After that we stopped in a beautiful graveyard that is built at the site of an old monastery ("Monistaire Boies" in Gaelic), and the site of the largest Celtic Cross in Ireland, and one of the round towers that the monks used to hide in when the Vikings came plundering.
We spent the night in Derry ("Ireland's most historic city"), which is a pretty fascinating place. It's where Bloody Sunday occurred, and is still the site of much conflict. The river divides the Catholics and the Protestants, but the conflict is less about religion than it is about ousting the British rule. Oh, and Seamus Heaney was born there....
Next day we went to the Giant's Causeway and the Carrick-a-reed rope bridge. Despite the complete lack of any giants, the Causeway is probably the biggest highlight of the tour for me. Rocks in cool shapes? Sign me up! Some pics are below.

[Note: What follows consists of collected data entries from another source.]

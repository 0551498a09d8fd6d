//! Promptly Core Types and Traits
//!
//! This crate provides the fundamental types and traits used throughout Promptly:
//! - Domain models (profiles, personas, templates, prompts, users)
//! - Activity telemetry records
//! - Capability traits for durable storage and navigation
//! - The observable state container and the event bus
//! - Client configuration and core error types

pub mod activity;
pub mod config;
pub mod error;
pub mod event_bus;
pub mod models;
pub mod navigation;
pub mod observable;
pub mod storage;

pub use config::ClientConfig;
pub use error::{Error, Result};
pub use event_bus::{BusEvent, EventBus};
pub use navigation::{LoggingNavigator, Navigator};
pub use observable::{Observable, Subscription};
pub use storage::{KeyValueStore, MemoryKeyValueStore};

After that we spent our last day in Belfast, which wasn't too enjoyable, but we did an interesting tour of the murals and the "Peace Wall". The Peace wall is essentially Belfast's very own Berlin wall - again, Catholics on one side, Protestants on the other. We saw them building massive piles of wood for the Orangeman Marches in the summer (where the Protestants burn effigies of the pope) and the headquarters of Sinn Fein, and stood in the heart of the neighborhoods controlled by the UFF & UDA. Pretty crazy stuff.
Okay, some pictures - first one is me at the giant's causeway, second one is a mural in belfast, third one is the coast of ireland near the Carrick-a-reed bridge, fourth is our tour group and the fifth is michelle at the Giant's Causeway.
3 Comments:
Those are some hot... basalt columns. Yeah! You would have had fun at God's Pocket with Jeff and Barry, they were investigating the "mystery of the Bonanza group", and took kayaks out to go find the "contact".
Enjoy driving on the left! It's kind of scary at first, but you get used to it pretty fast.
Oh yeah, what does "Norn Iron" mean?
'norn iron' is essentially the pronounciation of 'northern ireland.' although the accent does vary greatly even town to town.